YOUR TASK: Find each line of the entries with the string "observability", please, and copy it.

RECORDS SUPPLIED:
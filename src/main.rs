use std::sync::Arc;

use anyhow::{Context, Result};
use clap::{Arg, Command};
use cron_scheduler::{
    app::{Application, SHUTDOWN_TIMEOUT},
    shutdown::ShutdownManager,
};
use scheduler_core::config::AppConfig;
use tokio::signal;
use tracing::{error, info, warn};
use tracing_subscriber::{layer::SubscriberExt, util::SubscriberInitExt, EnvFilter};

#[tokio::main]
async fn main() -> Result<()> {
    let matches = Command::new("cron-scheduler")
        .version(env!("CARGO_PKG_VERSION"))
        .about("多租户定时任务调度控制面")
        .arg(
            Arg::new("config")
                .short('c')
                .long("config")
                .value_name("FILE")
                .help("配置文件路径，未指定时按默认路径查找"),
        )
        .arg(
            Arg::new("log-level")
                .short('l')
                .long("log-level")
                .value_name("LEVEL")
                .help("日志级别，覆盖配置文件")
                .value_parser(["trace", "debug", "info", "warn", "error"]),
        )
        .arg(
            Arg::new("log-format")
                .long("log-format")
                .value_name("FORMAT")
                .help("日志格式，覆盖配置文件")
                .value_parser(["json", "pretty"]),
        )
        .get_matches();

    let config_path = matches.get_one::<String>("config").map(String::as_str);
    let config = AppConfig::load(config_path).with_context(|| match config_path {
        Some(path) => format!("加载配置文件失败: {path}"),
        None => "加载配置失败".to_string(),
    })?;

    let log_level = matches
        .get_one::<String>("log-level")
        .unwrap_or(&config.observability.log_level);
    let log_format = matches
        .get_one::<String>("log-format")
        .unwrap_or(&config.observability.log_format);
    init_logging(log_level, log_format)?;

    info!("启动定时任务调度控制面");
    if let Some(path) = config_path {
        info!("配置文件: {path}");
    }

    let app = Arc::new(Application::new(config).await?);
    let shutdown_manager = ShutdownManager::new();

    let mut app_handle = {
        let app = Arc::clone(&app);
        let shutdown_rx = shutdown_manager.subscribe().await;
        tokio::spawn(async move { app.run(shutdown_rx).await })
    };

    tokio::select! {
        _ = wait_for_shutdown_signal() => {
            info!("收到关闭信号，开始优雅关闭...");
        }
        result = &mut app_handle => {
            // 应用在收到信号之前就退出了，通常是启动失败
            return match result {
                Ok(result) => result,
                Err(e) => Err(anyhow::anyhow!("应用任务异常退出: {e}")),
            };
        }
    }

    shutdown_manager.shutdown().await;

    match tokio::time::timeout(SHUTDOWN_TIMEOUT, app_handle).await {
        Ok(Ok(Ok(()))) => info!("应用已优雅关闭"),
        Ok(Ok(Err(e))) => error!("应用关闭时发生错误: {e}"),
        Ok(Err(e)) => error!("应用任务异常退出: {e}"),
        Err(_) => warn!("应用关闭超时，强制退出"),
    }

    info!("定时任务调度控制面已退出");
    Ok(())
}

/// 初始化日志系统，RUST_LOG 优先于配置
fn init_logging(log_level: &str, log_format: &str) -> Result<()> {
    let env_filter =
        EnvFilter::try_from_default_env().unwrap_or_else(|_| EnvFilter::new(log_level));

    let registry = tracing_subscriber::registry().with(env_filter);

    match log_format {
        "json" => {
            registry
                .with(tracing_subscriber::fmt::layer().json())
                .try_init()
                .context("初始化JSON日志格式失败")?;
        }
        "pretty" => {
            registry
                .with(tracing_subscriber::fmt::layer().pretty())
                .try_init()
                .context("初始化Pretty日志格式失败")?;
        }
        _ => {
            return Err(anyhow::anyhow!("不支持的日志格式: {log_format}"));
        }
    }

    Ok(())
}

async fn wait_for_shutdown_signal() {
    let ctrl_c = async {
        signal::ctrl_c().await.expect("安装Ctrl+C信号处理器失败");
    };

    #[cfg(unix)]
    let terminate = async {
        signal::unix::signal(signal::unix::SignalKind::terminate())
            .expect("安装SIGTERM信号处理器失败")
            .recv()
            .await;
    };

    #[cfg(not(unix))]
    let terminate = std::future::pending::<()>();

    tokio::select! {
        _ = ctrl_c => {
            info!("收到Ctrl+C信号");
        },
        _ = terminate => {
            info!("收到SIGTERM信号");
        },
    }
}
//! 入站队列消息体
//!
//! 消费端在进入生命周期管理器之前先把消息解析成带标签的 [`TaskRequest`] 并校验。

use serde::{Deserialize, Serialize};

use crate::errors::{Result, SchedulerError};

#[derive(Debug, Clone, Default, PartialEq, Eq, Serialize, Deserialize)]
pub struct AppRef {
    #[serde(default)]
    pub name: String,
}

#[derive(Debug, Clone, Default, PartialEq, Eq, Serialize, Deserialize)]
pub struct VersionRef {
    #[serde(default)]
    pub name: String,
}

#[derive(Debug, Clone, PartialEq, Eq, Serialize, Deserialize)]
#[serde(rename_all = "camelCase")]
pub struct EnvironmentRef {
    pub iid: String,
    #[serde(default)]
    pub org_id: String,
    #[serde(default)]
    pub app_id: String,
    #[serde(default)]
    pub version_id: String,
    #[serde(default)]
    pub name: String,
    #[serde(default)]
    pub version: VersionRef,
}

#[derive(Debug, Clone, PartialEq, Eq, Serialize, Deserialize)]
#[serde(rename_all = "camelCase")]
pub struct TaskSpec {
    pub iid: String,
    #[serde(default)]
    pub name: String,
    pub cron_expression: String,
    #[serde(default)]
    pub timezone: Option<String>,
}

/// deploy / redeploy / undeploy 消息体
#[derive(Debug, Clone, PartialEq, Eq, Serialize, Deserialize)]
#[serde(rename_all = "camelCase")]
pub struct TaskBatchRequest {
    #[serde(default)]
    pub app: AppRef,
    pub env: EnvironmentRef,
    pub tasks: Vec<TaskSpec>,
    #[serde(default)]
    pub scheduler_callback: Option<String>,
}

/// delete 消息体，没有任务列表
#[derive(Debug, Clone, PartialEq, Eq, Serialize, Deserialize)]
#[serde(rename_all = "camelCase")]
pub struct EnvironmentRequest {
    #[serde(default)]
    pub app: AppRef,
    pub env: EnvironmentRef,
    #[serde(default)]
    pub scheduler_callback: Option<String>,
}

#[derive(Debug, Clone, Copy, PartialEq, Eq, Hash)]
pub enum TaskOperation {
    Deploy,
    Redeploy,
    Undeploy,
    Delete,
}

impl TaskOperation {
    pub const ALL: [TaskOperation; 4] = [
        TaskOperation::Deploy,
        TaskOperation::Redeploy,
        TaskOperation::Undeploy,
        TaskOperation::Delete,
    ];

    pub fn as_str(&self) -> &'static str {
        match self {
            TaskOperation::Deploy => "deploy",
            TaskOperation::Redeploy => "redeploy",
            TaskOperation::Undeploy => "undeploy",
            TaskOperation::Delete => "delete",
        }
    }

    /// 入站队列名前缀，完整队列名为 `{prefix}-{shard}{suffix}`
    pub fn queue_prefix(&self) -> String {
        format!("{}-tasks", self.as_str())
    }
}

impl std::fmt::Display for TaskOperation {
    fn fmt(&self, f: &mut std::fmt::Formatter<'_>) -> std::fmt::Result {
        f.write_str(self.as_str())
    }
}

#[derive(Debug, Clone, PartialEq, Eq)]
pub enum TaskRequest {
    Deploy(TaskBatchRequest),
    Redeploy(TaskBatchRequest),
    Undeploy(TaskBatchRequest),
    Delete(EnvironmentRequest),
}

impl TaskRequest {
    /// 按队列对应的操作解析并校验消息体
    pub fn parse(operation: TaskOperation, body: &[u8]) -> Result<Self> {
        let request = match operation {
            TaskOperation::Deploy => TaskRequest::Deploy(Self::parse_body(body)?),
            TaskOperation::Redeploy => TaskRequest::Redeploy(Self::parse_body(body)?),
            TaskOperation::Undeploy => TaskRequest::Undeploy(Self::parse_body(body)?),
            TaskOperation::Delete => TaskRequest::Delete(Self::parse_body(body)?),
        };
        request.validate()?;
        Ok(request)
    }

    fn parse_body<T: serde::de::DeserializeOwned>(body: &[u8]) -> Result<T> {
        serde_json::from_slice(body)
            .map_err(|e| SchedulerError::InvalidMessage(format!("消息体解析失败: {e}")))
    }

    fn validate(&self) -> Result<()> {
        validate_identifier("env.iid", &self.env().iid)?;

        for task in self.tasks() {
            validate_identifier("task.iid", &task.iid)?;
            if task.cron_expression.trim().is_empty() {
                return Err(SchedulerError::InvalidMessage(format!(
                    "任务 {} 缺少 cronExpression",
                    task.iid
                )));
            }
        }

        if let Some(callback) = self.callback() {
            if !callback.starts_with("http://") && !callback.starts_with("https://") {
                return Err(SchedulerError::InvalidMessage(format!(
                    "无效的回调地址: {callback}"
                )));
            }
        }

        Ok(())
    }

    pub fn operation(&self) -> TaskOperation {
        match self {
            TaskRequest::Deploy(_) => TaskOperation::Deploy,
            TaskRequest::Redeploy(_) => TaskOperation::Redeploy,
            TaskRequest::Undeploy(_) => TaskOperation::Undeploy,
            TaskRequest::Delete(_) => TaskOperation::Delete,
        }
    }

    pub fn app(&self) -> &AppRef {
        match self {
            TaskRequest::Deploy(r) | TaskRequest::Redeploy(r) | TaskRequest::Undeploy(r) => &r.app,
            TaskRequest::Delete(r) => &r.app,
        }
    }

    pub fn env(&self) -> &EnvironmentRef {
        match self {
            TaskRequest::Deploy(r) | TaskRequest::Redeploy(r) | TaskRequest::Undeploy(r) => &r.env,
            TaskRequest::Delete(r) => &r.env,
        }
    }

    /// delete 请求没有任务列表，返回空切片
    pub fn tasks(&self) -> &[TaskSpec] {
        match self {
            TaskRequest::Deploy(r) | TaskRequest::Redeploy(r) | TaskRequest::Undeploy(r) => {
                &r.tasks
            }
            TaskRequest::Delete(_) => &[],
        }
    }

    pub fn callback(&self) -> Option<&str> {
        let callback = match self {
            TaskRequest::Deploy(r) | TaskRequest::Redeploy(r) | TaskRequest::Undeploy(r) => {
                &r.scheduler_callback
            }
            TaskRequest::Delete(r) => &r.scheduler_callback,
        };
        callback.as_deref().filter(|url| !url.is_empty())
    }
}

// 调度名以 `{envId}.{taskId}` 拼接，id 中出现 '.' 会破坏环境前缀归属
fn validate_identifier(field: &str, value: &str) -> Result<()> {
    if value.trim().is_empty() {
        return Err(SchedulerError::InvalidMessage(format!("{field} 不能为空")));
    }
    if value.contains('.') {
        return Err(SchedulerError::InvalidMessage(format!(
            "{field} 不能包含 '.': {value}"
        )));
    }
    Ok(())
}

SOLUTION TO THIS EXERCISE:
        .unwrap_or(&config.observability.log_level);
        .unwrap_or(&config.observability.log_format);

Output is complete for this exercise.